Task directions
Every line in the records below with the string "same" needs to be copied out.
+++ Entries shown
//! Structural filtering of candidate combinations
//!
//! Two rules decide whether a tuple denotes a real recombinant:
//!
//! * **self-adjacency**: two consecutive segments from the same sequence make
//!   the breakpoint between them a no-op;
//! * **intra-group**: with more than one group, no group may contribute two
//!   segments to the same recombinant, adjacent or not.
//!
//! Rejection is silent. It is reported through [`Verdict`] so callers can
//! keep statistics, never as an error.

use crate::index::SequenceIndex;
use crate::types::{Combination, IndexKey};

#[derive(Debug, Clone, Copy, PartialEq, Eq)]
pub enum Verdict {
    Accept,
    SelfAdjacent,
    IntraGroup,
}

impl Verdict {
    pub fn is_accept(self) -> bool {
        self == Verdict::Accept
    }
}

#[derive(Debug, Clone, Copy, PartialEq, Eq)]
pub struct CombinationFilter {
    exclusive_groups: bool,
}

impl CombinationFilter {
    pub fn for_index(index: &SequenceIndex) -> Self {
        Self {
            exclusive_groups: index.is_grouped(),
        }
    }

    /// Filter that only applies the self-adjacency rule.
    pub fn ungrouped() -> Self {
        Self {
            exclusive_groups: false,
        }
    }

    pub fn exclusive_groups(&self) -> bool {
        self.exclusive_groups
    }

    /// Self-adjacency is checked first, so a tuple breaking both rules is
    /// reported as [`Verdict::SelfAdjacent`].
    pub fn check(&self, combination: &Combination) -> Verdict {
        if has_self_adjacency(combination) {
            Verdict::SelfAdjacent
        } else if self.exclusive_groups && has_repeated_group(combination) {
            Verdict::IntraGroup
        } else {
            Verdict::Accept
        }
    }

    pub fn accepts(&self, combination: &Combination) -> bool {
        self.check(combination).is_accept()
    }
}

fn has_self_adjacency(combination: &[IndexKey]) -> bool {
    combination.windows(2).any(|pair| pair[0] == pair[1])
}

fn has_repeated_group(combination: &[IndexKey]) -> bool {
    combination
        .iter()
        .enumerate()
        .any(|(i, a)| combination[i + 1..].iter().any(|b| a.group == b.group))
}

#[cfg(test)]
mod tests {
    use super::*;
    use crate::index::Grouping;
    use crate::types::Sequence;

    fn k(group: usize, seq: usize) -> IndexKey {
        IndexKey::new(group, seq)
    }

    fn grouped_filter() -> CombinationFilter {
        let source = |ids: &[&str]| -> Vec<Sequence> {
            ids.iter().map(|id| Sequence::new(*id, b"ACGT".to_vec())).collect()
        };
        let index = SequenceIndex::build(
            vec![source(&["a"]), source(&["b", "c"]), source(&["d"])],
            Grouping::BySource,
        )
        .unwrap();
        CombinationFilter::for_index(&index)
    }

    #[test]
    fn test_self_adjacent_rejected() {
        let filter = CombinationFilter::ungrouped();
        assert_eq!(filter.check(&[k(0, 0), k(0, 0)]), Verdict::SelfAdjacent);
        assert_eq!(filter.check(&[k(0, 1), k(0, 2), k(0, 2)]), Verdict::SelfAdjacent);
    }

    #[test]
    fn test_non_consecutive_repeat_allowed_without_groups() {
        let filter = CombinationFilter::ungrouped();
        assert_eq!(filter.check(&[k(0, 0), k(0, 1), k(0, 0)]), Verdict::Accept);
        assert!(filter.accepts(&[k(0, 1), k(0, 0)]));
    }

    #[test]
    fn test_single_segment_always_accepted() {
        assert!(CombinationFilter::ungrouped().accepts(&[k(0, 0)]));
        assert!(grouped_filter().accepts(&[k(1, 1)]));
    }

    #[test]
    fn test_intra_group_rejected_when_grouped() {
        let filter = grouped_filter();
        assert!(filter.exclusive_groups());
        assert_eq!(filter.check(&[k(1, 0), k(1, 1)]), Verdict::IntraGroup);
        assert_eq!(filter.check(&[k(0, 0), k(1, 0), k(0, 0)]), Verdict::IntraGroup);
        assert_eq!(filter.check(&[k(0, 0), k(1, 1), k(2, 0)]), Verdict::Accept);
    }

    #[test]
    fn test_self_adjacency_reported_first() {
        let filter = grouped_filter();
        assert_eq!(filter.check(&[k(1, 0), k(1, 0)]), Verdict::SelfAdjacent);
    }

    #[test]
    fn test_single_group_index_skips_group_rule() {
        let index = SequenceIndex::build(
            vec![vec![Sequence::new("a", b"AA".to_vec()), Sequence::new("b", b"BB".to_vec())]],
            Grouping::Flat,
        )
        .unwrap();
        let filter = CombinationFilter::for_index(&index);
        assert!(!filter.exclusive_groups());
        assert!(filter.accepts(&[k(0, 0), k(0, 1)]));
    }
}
++++++
Expected answer
//! * **self-adjacency**: two consecutive segments from the same sequence make
//!   segments to the same recombinant, adjacent or not.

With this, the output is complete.